Толпа шевельнулась, послышались возгласы, шепотки — Мишна, выдержав паузу, громко провозгласила:
— Княгиня Рогнеда!
Толпа шатнулась вперёд, потом назад — вышедшая к народу Рогнеда проигрывала молодой красавице по всем показателям. Даже не смотря на ярко натёртые свеклой щёки. Народ заговорил, зашептался. Коттин захлопнул челюсть, поморгал — все оставшиеся на майдане бояре окружили Мишну, многочисленные тётушки и матушки сметали с неё пылинки, держали — кто платок, кто перчатки. Княгиню отвлекала главная экономка Хава, что-то нашёптывая ей на ухо и показывая пальчиком на площадь.
— И то хорошо, — подумал Коттин, — через Мишну я смогу контролировать древние боярские семьи. Однако! — улыбнулся сам себе странник. — Бедный Стефан! Придётся сегодня делать эндшпиль и в этой партии.
Играть в шахматы Коттин научился много веков назад.
— Господа Вече! — голос воеводы Чудеса покрыл шум площади, заставил присесть близко стоящих мамок и боярских тёток. — Мы пришли с войском, чтоб навести порядок!
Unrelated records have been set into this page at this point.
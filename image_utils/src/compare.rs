//! Pixel Comparison Module
//!
//! Compares two images in 8-bit RGB space:
//! - pixel match: share of positions whose RGB triples are exactly equal
//! - color match: mean Euclidean RGB distance across all positions
//! - optional inverted difference image (white where pixels match)

use crate::codec::{ImageCodec, StandardCodec};
use crate::img_errors::{ImageToolError, Result};
use image::imageops::FilterType;
use image::{DynamicImage, Rgb, RgbImage};
use serde::Serialize;
use std::path::{Path, PathBuf};

/// Resampling filter used when the second image must be stretched.
const ALIGN_FILTER: FilterType = FilterType::CatmullRom;

/// What to do when the two images have different dimensions.
#[derive(Debug, Clone, Copy, PartialEq, Eq, Default)]
pub enum AlignPolicy {
    /// Resize the second image to the first image's dimensions.
    /// Aspect ratio is not preserved.
    #[default]
    Stretch,
    /// Fail with [`ImageToolError::DimensionMismatch`].
    Reject,
}

#[derive(Debug, Clone)]
pub struct CompareOptions {
    pub align: AlignPolicy,
    /// Directory the difference image is written to; empty means the
    /// current working directory.
    pub output_dir: PathBuf,
}

impl Default for CompareOptions {
    fn default() -> Self {
        Self {
            align: AlignPolicy::default(),
            output_dir: PathBuf::new(),
        }
    }
}

#[derive(Debug, Clone, PartialEq, Serialize)]
pub struct ComparisonResult {
    /// Percentage of exactly matching pixels, 0..=100.
    pub pixel_match: f64,
    /// Mean Euclidean RGB distance, 0 for identical images.
    pub color_match: f64,
    pub output_file: Option<PathBuf>,
    pub width: u32,
    pub height: u32,
    /// Whether the second image was resized to fit the first.
    pub resized: bool,
}

/// Aggregate statistics over two aligned RGB buffers.
#[derive(Debug, Clone, Copy, PartialEq)]
pub(crate) struct PixelStats {
    pub matching_pixels: u64,
    pub total_pixels: u64,
    pub distance_sum: f64,
}

impl PixelStats {
    pub fn match_percentage(&self) -> f64 {
        self.matching_pixels as f64 / self.total_pixels as f64 * 100.0
    }

    pub fn mean_distance(&self) -> f64 {
        self.distance_sum / self.total_pixels as f64
    }
}

pub struct ImageComparator<C = StandardCodec> {
    codec: C,
    options: CompareOptions,
}

impl ImageComparator<StandardCodec> {
    pub fn new() -> Self {
        Self::with_codec(StandardCodec)
    }
}

impl Default for ImageComparator<StandardCodec> {
    fn default() -> Self {
        Self::new()
    }
}

impl<C: ImageCodec> ImageComparator<C> {
    pub fn with_codec(codec: C) -> Self {
        Self {
            codec,
            options: CompareOptions::default(),
        }
    }

    pub fn with_options(mut self, options: CompareOptions) -> Self {
        self.options = options;
        self
    }

    pub fn with_output_dir<P: AsRef<Path>>(mut self, dir: P) -> Self {
        self.options.output_dir = dir.as_ref().to_path_buf();
        self
    }

    pub fn with_align_policy(mut self, align: AlignPolicy) -> Self {
        self.options.align = align;
        self
    }

    /// Compare `path1` against `path2`.
    ///
    /// With `produce_output`, writes the inverted difference image as
    /// `{stem1}_{stem2}{ext2}` in the configured output directory. Any load or
    /// save failure aborts the whole call.
    pub fn compare(
        &self,
        path1: &Path,
        path2: &Path,
        produce_output: bool,
    ) -> Result<ComparisonResult> {
        let first = self.load_rgb(path1)?;
        let second = self.load_rgb(path2)?;

        let (width, height) = first.dimensions();
        let (second, resized) = self.align(&first, second)?;

        let stats = pixel_stats(&first, &second);
        tracing::debug!(
            first = %path1.display(),
            second = %path2.display(),
            matching = stats.matching_pixels,
            total = stats.total_pixels,
            "Computed pixel statistics"
        );

        let output_file = if produce_output {
            let name = derive_output_name(path1, path2);
            let target = self.options.output_dir.join(name);
            let diff = DynamicImage::ImageRgb8(inverted_difference(&first, &second));
            self.codec.save(&diff, &target)?;
            tracing::info!(output = %target.display(), "Wrote difference image");
            Some(target)
        } else {
            None
        };

        Ok(ComparisonResult {
            pixel_match: stats.match_percentage(),
            color_match: stats.mean_distance(),
            output_file,
            width,
            height,
            resized,
        })
    }

    fn load_rgb(&self, path: &Path) -> Result<RgbImage> {
        let rgb = self.codec.load(path)?.to_rgb8();
        if rgb.width() == 0 || rgb.height() == 0 {
            return Err(ImageToolError::decode(path, "empty image"));
        }
        Ok(rgb)
    }

    fn align(&self, first: &RgbImage, second: RgbImage) -> Result<(RgbImage, bool)> {
        let expected = first.dimensions();
        let actual = second.dimensions();
        if expected == actual {
            return Ok((second, false));
        }

        match self.options.align {
            AlignPolicy::Reject => Err(ImageToolError::DimensionMismatch { expected, actual }),
            AlignPolicy::Stretch => {
                tracing::warn!(
                    expected = ?expected,
                    actual = ?actual,
                    "Image sizes differ; resizing second image without preserving aspect ratio"
                );
                let resized = image::imageops::resize(&second, expected.0, expected.1, ALIGN_FILTER);
                Ok((resized, true))
            }
        }
    }
}

/// Match count and distance sum for two buffers of equal dimensions.
pub(crate) fn pixel_stats(first: &RgbImage, second: &RgbImage) -> PixelStats {
    debug_assert_eq!(first.dimensions(), second.dimensions());

    let mut matching_pixels = 0u64;
    let mut distance_sum = 0.0f64;
    for (a, b) in first.pixels().zip(second.pixels()) {
        if a == b {
            matching_pixels += 1;
        } else {
            distance_sum += rgb_distance(a, b);
        }
    }

    PixelStats {
        matching_pixels,
        total_pixels: u64::from(first.width()) * u64::from(first.height()),
        distance_sum,
    }
}

pub fn rgb_distance(a: &Rgb<u8>, b: &Rgb<u8>) -> f64 {
    a.0.iter()
        .zip(b.0.iter())
        .map(|(&x, &y)| {
            let d = f64::from(x) - f64::from(y);
            d * d
        })
        .sum::<f64>()
        .sqrt()
}

/// Per channel `255 - |a - b|`.
pub fn inverted_difference(first: &RgbImage, second: &RgbImage) -> RgbImage {
    RgbImage::from_fn(first.width(), first.height(), |x, y| {
        let a = first.get_pixel(x, y);
        let b = second.get_pixel(x, y);
        Rgb([
            255 - a[0].abs_diff(b[0]),
            255 - a[1].abs_diff(b[1]),
            255 - a[2].abs_diff(b[2]),
        ])
    })
}

/// `{stem1}_{stem2}{ext2}`, e.g. `a/x.png` + `b/y.jpg` → `x_y.jpg`.
pub fn derive_output_name(path1: &Path, path2: &Path) -> String {
    let stem1 = path1.file_stem().unwrap_or_default().to_string_lossy();
    let stem2 = path2.file_stem().unwrap_or_default().to_string_lossy();
    let ext2 = path2
        .extension()
        .map(|e| format!(".{}", e.to_string_lossy()))
        .unwrap_or_default();
    format!("{stem1}_{stem2}{ext2}")
}

/// Compare with the standard codec, writing any output to the current directory.
pub fn compare_images(path1: &Path, path2: &Path, produce_output: bool) -> Result<ComparisonResult> {
    ImageComparator::new().compare(path1, path2, produce_output)
}
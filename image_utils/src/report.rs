//! Report Module
//!
//! Human-readable summaries for comparison and conversion results.

use crate::compare::ComparisonResult;
use crate::conversion::DirectoryReport;
use std::fmt::Write as _;

pub fn format_comparison(result: &ComparisonResult) -> String {
    let output = result
        .output_file
        .as_ref()
        .map(|p| p.display().to_string())
        .unwrap_or_else(|| "None".to_string());

    let mut text = String::new();
    let _ = writeln!(text, "Pixel Match Percentage: {:.2}%", result.pixel_match);
    let _ = writeln!(text, "Color Match: {:.2}", result.color_match);
    let _ = write!(text, "Output File: {}", output);
    text
}

pub fn print_comparison_report(result: &ComparisonResult) {
    if result.resized {
        eprintln!(
            "⚠️  Second image was resized to {}x{} before comparison",
            result.width, result.height
        );
    }
    println!("{}", format_comparison(result));
}

pub fn format_directory_summary(report: &DirectoryReport) -> String {
    let mut text = format!(
        "✅ Complete: {} converted, {} failed, {} skipped (total: {}, {:.1}% success)",
        report.succeeded.len(),
        report.errors.len(),
        report.skipped.len(),
        report.total(),
        report.success_rate()
    );
    for (path, error) in &report.errors {
        let _ = write!(text, "\n   ❌ {} → {}", path.display(), error);
    }
    text
}

pub fn print_directory_summary(report: &DirectoryReport) {
    for outcome in &report.succeeded {
        println!("{}", outcome.output.display());
    }
    println!("\n{}", format_directory_summary(report));
}

#[cfg(test)]
mod tests {
    use super::*;
    use crate::conversion::ConversionOutcome;
    use std::path::PathBuf;

    #[test]
    fn test_format_comparison_two_decimals() {
        let result = ComparisonResult {
            pixel_match: 97.5,
            color_match: 441.672_955_930_063_7,
            output_file: None,
            width: 2,
            height: 2,
            resized: false,
        };
        assert_eq!(
            format_comparison(&result),
            "Pixel Match Percentage: 97.50%\nColor Match: 441.67\nOutput File: None"
        );
    }

    #[test]
    fn test_format_comparison_with_output() {
        let result = ComparisonResult {
            pixel_match: 100.0,
            color_match: 0.0,
            output_file: Some(PathBuf::from("a_b.png")),
            width: 1,
            height: 1,
            resized: false,
        };
        assert!(format_comparison(&result).ends_with("Output File: a_b.png"));
    }

    #[test]
    fn test_directory_summary_lists_errors() {
        let mut report = DirectoryReport::new();
        report.success(ConversionOutcome {
            input: PathBuf::from("a.heic"),
            output: PathBuf::from("a.heic.jpg"),
            width: 1,
            height: 1,
        });
        report.fail(PathBuf::from("b.heic"), "corrupt".to_string());

        let text = format_directory_summary(&report);
        assert!(text.starts_with("✅ Complete: 1 converted, 1 failed, 0 skipped (total: 2, 50.0% success)"));
        assert!(text.contains("b.heic → corrupt"));
    }
}
use super::redirect_to_login;
use crate::middleware::ClientCtx;
use crate::orm::posts;
use crate::post::get_posts;
use actix_web::{error, get, web, Error, HttpResponse};
use askama_actix::{Template, TemplateToResponse};
use sea_orm::DatabaseConnection;
use serde::Deserialize;

pub(super) fn configure(conf: &mut actix_web::web::ServiceConfig) {
    conf.service(view_index);
}

#[derive(Deserialize)]
pub struct SearchQuery {
    q: Option<String>,
}

#[derive(Template)]
#[template(path = "index.html")]
pub struct IndexTemplate {
    pub client: ClientCtx,
    pub posts: Vec<posts::Model>,
    /// Trimmed search term; empty when not searching.
    pub search: String,
}

#[get("/")]
async fn view_index(
    client: ClientCtx,
    db: web::Data<DatabaseConnection>,
    query: web::Query<SearchQuery>,
) -> Result<HttpResponse, Error> {
    if !client.is_authenticated() {
        return Ok(redirect_to_login());
    }

    let search = query.q.as_deref().unwrap_or_default().trim().to_owned();
    let posts = get_posts(db.get_ref(), Some(&search))
        .await
        .map_err(|e| {
            log::error!("view_index: get_posts(): {}", e);
            error::ErrorInternalServerError("Could not load posts.")
        })?;

    Ok(IndexTemplate {
        client,
        posts,
        search,
    }
    .to_response())
}
use crate::middleware::ClientCtx;
use actix_web::body::{BoxBody, EitherBody};
use actix_web::dev::ServiceResponse;
use actix_web::http::header::{self, HeaderMap, HeaderValue};
use actix_web::http::StatusCode;
use actix_web::middleware::ErrorHandlerResponse;
use actix_web::{Error, Result};
use askama_actix::Template;

#[derive(Template)]
#[template(path = "error.html")]
struct ErrorPageTemplate<'a> {
    client: ClientCtx,
    status: StatusCode,
    error: Option<&'a Error>,
}

/// JSON endpoints keep their own bodies.
fn is_api_request<B>(res: &ServiceResponse<B>) -> bool {
    res.request().path().starts_with("/api/")
}

/// Error pages are HTML and must never be cached by a proxy.
fn set_error_page_headers(headers: &mut HeaderMap) {
    headers.insert(
        header::CONTENT_TYPE,
        HeaderValue::from_static("text/html; charset=utf-8"),
    );
    headers.insert(header::PRAGMA, HeaderValue::from_static("no-cache"));
    headers.insert(header::CACHE_CONTROL, HeaderValue::from_static("no-store"));
}

/// Replaces the body of a failed page request with the rendered error page.
pub fn error_document<B>(res: ServiceResponse<B>) -> Result<ErrorHandlerResponse<B>> {
    if is_api_request(&res) {
        return Ok(ErrorHandlerResponse::Response(res.map_into_left_body()));
    }

    let page = ErrorPageTemplate {
        client: ClientCtx::default(),
        status: res.status(),
        error: res.response().error(),
    }
    .to_string();

    let mut res = res.map_body(|_, _| EitherBody::<B, BoxBody>::right(BoxBody::new(page)));
    set_error_page_headers(res.response_mut().headers_mut());

    Ok(ErrorHandlerResponse::Response(res))
}

pub fn render_400<B>(res: ServiceResponse<B>) -> Result<ErrorHandlerResponse<B>> {
    error_document::<B>(res)
}

pub fn render_404<B>(res: ServiceResponse<B>) -> Result<ErrorHandlerResponse<B>> {
    error_document::<B>(res)
}

pub fn render_500<B>(res: ServiceResponse<B>) -> Result<ErrorHandlerResponse<B>> {
    error_document::<B>(res)
}
use async_trait::async_trait;
use uuid::Uuid;

/// Destination for uploaded file bytes.
#[async_trait]
pub trait BlobStorage: Send + Sync {
    /// Stores `data` and returns the public URL it is served from.
    async fn put(&self, file_name: &str, content_type: &str, data: Vec<u8>)
        -> anyhow::Result<String>;
}

/// Unique object key that keeps the uploaded file name readable.
pub fn object_key(file_name: &str) -> String {
    format!("{}/{}", Uuid::new_v4(), sanitize_file_name(file_name))
}

/// Reduces a client-supplied name to a single URL-safe path segment.
pub fn sanitize_file_name(file_name: &str) -> String {
    let base = file_name
        .rsplit(|c: char| c == '/' || c == '\\')
        .next()
        .unwrap_or_default();

    let clean: String = base
        .chars()
        .map(|c| {
            if c.is_ascii_alphanumeric() || c == '.' || c == '-' || c == '_' {
                c
            } else {
                '_'
            }
        })
        .collect();
    let clean = clean.trim_start_matches('.');

    if clean.is_empty() {
        "file".to_owned()
    } else {
        clean.to_owned()
    }
}
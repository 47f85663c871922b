//! Markdown to HTML for posts and replies.
//!
//! Fenced code keeps its `language-*` class for the browser-side highlighter
//! and is wrapped with a copy button. Raw HTML in user content is escaped.

use pulldown_cmark::{html, CowStr, Event, Options, Parser, Tag};

const CODE_BLOCK_OPEN: &str = "<div class=\"code-block\">\n";
const CODE_BLOCK_CLOSE: &str = "<button type=\"button\" class=\"copy-code\" aria-label=\"Copy code\" title=\"Copy code\">Copy</button></div>";

pub fn render_markdown(markdown: &str) -> String {
    let mut options = Options::empty();
    options.insert(Options::ENABLE_TABLES);
    options.insert(Options::ENABLE_FOOTNOTES);
    options.insert(Options::ENABLE_STRIKETHROUGH);
    options.insert(Options::ENABLE_TASKLISTS);

    let parser = Parser::new_ext(markdown, options).flat_map(|event| match event {
        Event::Start(Tag::CodeBlock(kind)) => vec![
            Event::Html(CowStr::Borrowed(CODE_BLOCK_OPEN)),
            Event::Start(Tag::CodeBlock(kind)),
        ],
        Event::End(Tag::CodeBlock(kind)) => vec![
            Event::End(Tag::CodeBlock(kind)),
            Event::Html(CowStr::Borrowed(CODE_BLOCK_CLOSE)),
        ],
        Event::Html(raw) => vec![Event::Text(raw)],
        Event::Start(Tag::Link(kind, url, title)) => {
            vec![Event::Start(Tag::Link(kind, safe_url(url), title))]
        }
        Event::End(Tag::Link(kind, url, title)) => {
            vec![Event::End(Tag::Link(kind, safe_url(url), title))]
        }
        Event::Start(Tag::Image(kind, url, title)) => {
            vec![Event::Start(Tag::Image(kind, safe_url(url), title))]
        }
        Event::End(Tag::Image(kind, url, title)) => {
            vec![Event::End(Tag::Image(kind, safe_url(url), title))]
        }
        other => vec![other],
    });

    let mut html_output = String::with_capacity(markdown.len() * 2);
    html::push_html(&mut html_output, parser);
    html_output
}

/// Relative URLs and http, https or mailto pass; any other scheme becomes "#".
pub fn is_safe_url(url: &str) -> bool {
    let url = url.trim_start();
    match url.find(':') {
        None => true,
        Some(colon) => {
            // A colon after a path, query or fragment delimiter is not a scheme.
            if url[..colon].contains(|c: char| c == '/' || c == '?' || c == '#') {
                return true;
            }
            let scheme = url[..colon].to_ascii_lowercase();
            matches!(scheme.as_str(), "http" | "https" | "mailto")
        }
    }
}

fn safe_url(url: CowStr<'_>) -> CowStr<'_> {
    if is_safe_url(&url) {
        url
    } else {
        CowStr::Borrowed("#")
    }
}

#[cfg(test)]
mod tests {
    use super::*;

    #[test]
    fn plain_text() {
        assert!(render_markdown("Hello, world!").contains("<p>Hello, world!</p>"));
        assert!(render_markdown("").is_empty());
    }

    #[test]
    fn fenced_code_keeps_language_and_gets_copy_button() {
        let html = render_markdown("```powershell\nGet-Process\n```");
        assert!(html.starts_with(
            "<div class=\"code-block\">\n<pre><code class=\"language-powershell\">"
        ));
        assert!(html.contains("Get-Process"));
        assert!(html.contains("class=\"copy-code\""));
        assert!(html.trim_end().ends_with("</button></div>"));
    }

    #[test]
    fn indented_code_is_wrapped_too() {
        let html = render_markdown("    let x = 1;\n");
        assert!(html.contains("<div class=\"code-block\">\n<pre><code>"));
    }

    #[test]
    fn code_is_escaped() {
        let html = render_markdown("```html\n<b>bold</b>\n```");
        assert!(html.contains("&lt;b&gt;bold&lt;/b&gt;"));
    }

    #[test]
    fn raw_html_is_escaped() {
        let html = render_markdown("<script>alert('xss')</script>");
        assert!(!html.contains("<script>"));
        assert!(html.contains("&lt;script&gt;"));

        let html = render_markdown("inline <img src=x onerror=alert(1)> html");
        assert!(!html.contains("<img"));
    }

    #[test]
    fn gfm_extensions() {
        assert!(render_markdown("~~gone~~").contains("<del>gone</del>"));
        assert!(render_markdown("| A | B |\n|---|---|\n| 1 | 2 |").contains("<table>"));
        assert!(render_markdown("- [x] done").contains("checkbox"));
    }

    #[test]
    fn script_links_are_neutralised() {
        let html = render_markdown("[click](javascript:alert(1))");
        assert!(html.contains("<a href=\"#\">click</a>"));

        let html = render_markdown("[docs](https://example.com/a)");
        assert!(html.contains("<a href=\"https://example.com/a\">docs</a>"));
    }

    #[test]
    fn safe_urls() {
        assert!(is_safe_url("https://example.com"));
        assert!(is_safe_url("HTTP://example.com"));
        assert!(is_safe_url("mailto:someone@example.com"));
        assert!(is_safe_url("/post/1"));
        assert!(is_safe_url("#anchor"));
        assert!(is_safe_url("docs/page?x=a:b"));
        assert!(!is_safe_url("javascript:alert(1)"));
        assert!(!is_safe_url(" JavaScript:alert(1)"));
        assert!(!is_safe_url("data:text/html,hi"));
    }
}
use crate::session::is_authenticated;
use actix_session::Session;
use actix_utils::future::{ok, Ready};
use actix_web::dev::{
    forward_ready, Extensions, Payload, Service, ServiceRequest, ServiceResponse, Transform,
};
use actix_web::{Error, FromRequest, HttpMessage, HttpRequest};
use std::time::{Duration, Instant};
use std::{cell::RefCell, rc::Rc};

/// Client data stored for a single request cycle.
#[derive(Clone, Debug)]
pub struct ClientCtxInner {
    pub authenticated: bool,
    pub request_start: Instant,
}

impl ClientCtxInner {
    fn new() -> Self {
        Self {
            authenticated: false,
            request_start: Instant::now(),
        }
    }
}

/// Client context passed to routes.
/// Wraps ClientCtxInner, which is set at the beginning of the request.
#[derive(Clone, Debug)]
pub struct ClientCtx(Rc<RefCell<ClientCtxInner>>);

impl Default for ClientCtx {
    fn default() -> Self {
        Self::new()
    }
}

impl ClientCtx {
    pub fn new() -> Self {
        Self(Rc::new(RefCell::new(ClientCtxInner::new())))
    }

    fn get_client_ctx(extensions: &mut Extensions) -> Self {
        match extensions.get::<Rc<RefCell<ClientCtxInner>>>() {
            // Existing record in extensions; pull it.
            Some(s_impl) => Self(Rc::clone(s_impl)),
            // No existing record; create and insert it.
            None => {
                let inner = Rc::new(RefCell::new(ClientCtxInner::new()));
                extensions.insert(inner.clone());
                Self(inner)
            }
        }
    }

    /// True when the session cookie carries the authenticated flag.
    pub fn is_authenticated(&self) -> bool {
        self.0.borrow().authenticated
    }

    /// Returns Duration representing request time.
    pub fn request_time(&self) -> Duration {
        Instant::now() - self.0.borrow().request_start
    }

    /// Returns human readable representing request time.
    pub fn request_time_as_string(&self) -> String {
        let us = self.request_time().as_micros();
        if us > 5000 {
            format!("{}ms", us / 1000)
        } else {
            format!("{}μs", us)
        }
    }
}

/// This implementation is what actually provides the `client: ClientCtx` in the parameters of route functions.
impl FromRequest for ClientCtx {
    type Error = Error;
    type Future = Ready<Result<Self, Self::Error>>;

    fn from_request(req: &HttpRequest, _: &mut Payload) -> Self::Future {
        ok(ClientCtx::get_client_ctx(&mut req.extensions_mut()))
    }
}

impl<S, B> Transform<S, ServiceRequest> for ClientCtx
where
    S: Service<ServiceRequest, Response = ServiceResponse<B>, Error = Error>,
    S::Future: 'static,
    B: 'static,
{
    type Response = ServiceResponse<B>;
    type Error = Error;
    type Transform = ClientCtxMiddleware<S>;
    type InitError = ();
    type Future = Ready<Result<Self::Transform, Self::InitError>>;

    fn new_transform(&self, service: S) -> Self::Future {
        ok(ClientCtxMiddleware { service })
    }
}

/// Client context middleware. Must be wrapped inside the session middleware.
pub struct ClientCtxMiddleware<S> {
    service: S,
}

impl<S, B> Service<ServiceRequest> for ClientCtxMiddleware<S>
where
    S: Service<ServiceRequest, Response = ServiceResponse<B>, Error = Error>,
    S::Future: 'static,
    B: 'static,
{
    type Response = ServiceResponse<B>;
    type Error = Error;
    type Future = S::Future;

    forward_ready!(service);

    fn call(&self, req: ServiceRequest) -> Self::Future {
        // Borrows of `req` must be done in a precise way to avoid conflicts. This order is important.
        let (httpreq, payload) = req.into_parts();
        let cookies = Session::extract(&httpreq).into_inner();
        let req = ServiceRequest::from_parts(httpreq, payload);
        let ctx = ClientCtx::get_client_ctx(&mut req.extensions_mut());

        match cookies {
            Ok(cookies) => ctx.0.borrow_mut().authenticated = is_authenticated(&cookies),
            Err(e) => log::error!("ClientCtxMiddleware: Session::extract(): {}", e),
        }

        self.service.call(req)
    }
}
За последние дни сделано немало, в чудской земле снова можно пахать, охотиться и торговать, не боясь внутренних и внешних неприятелей!
Толпа заговорила разом, в воздух полетело несколько шапок.
— Но при этом, — грозно, на полтона выше, продолжил воевода, — при наведении порядка, отдельные воины — не наши дружинники, а наёмные — усольские, допустили ряд безобразий! Я вам покажу, как без приказа город грабить! — в руке боярина появилась плётка, которой он грозно потряс.
В толпе завыли девки, попавшие под пьяных каторжников, закричала родня убитых горожан, завопил купец с выдранной бородой.
— Потому как, — продолжил воевода, — они люди войсковые, то судить их будет войско. Поскольку я отныне боярин, — Чудес показал народу редкостную саблю, изукрашенную драгоценными камнями — народ ахнул, приблизился, — то, как воевода, судить их буду я. Повесить! — Чудес небрежно махнул рукой.
Дружинники тут же схватили связанных вояк, потащили их к заблаговременно очищенным от трупов виселицам. А чтоб преступники не орали и не плакали — в рот им забили деревянные кляпы — перед смертью не надышишься. Ветераны, не скрывая лиц — их совесть была чиста, быстро накинули толстые пеньковые верёвки на шеи осуждённых, выбили бочонки из-под босых ног преступников.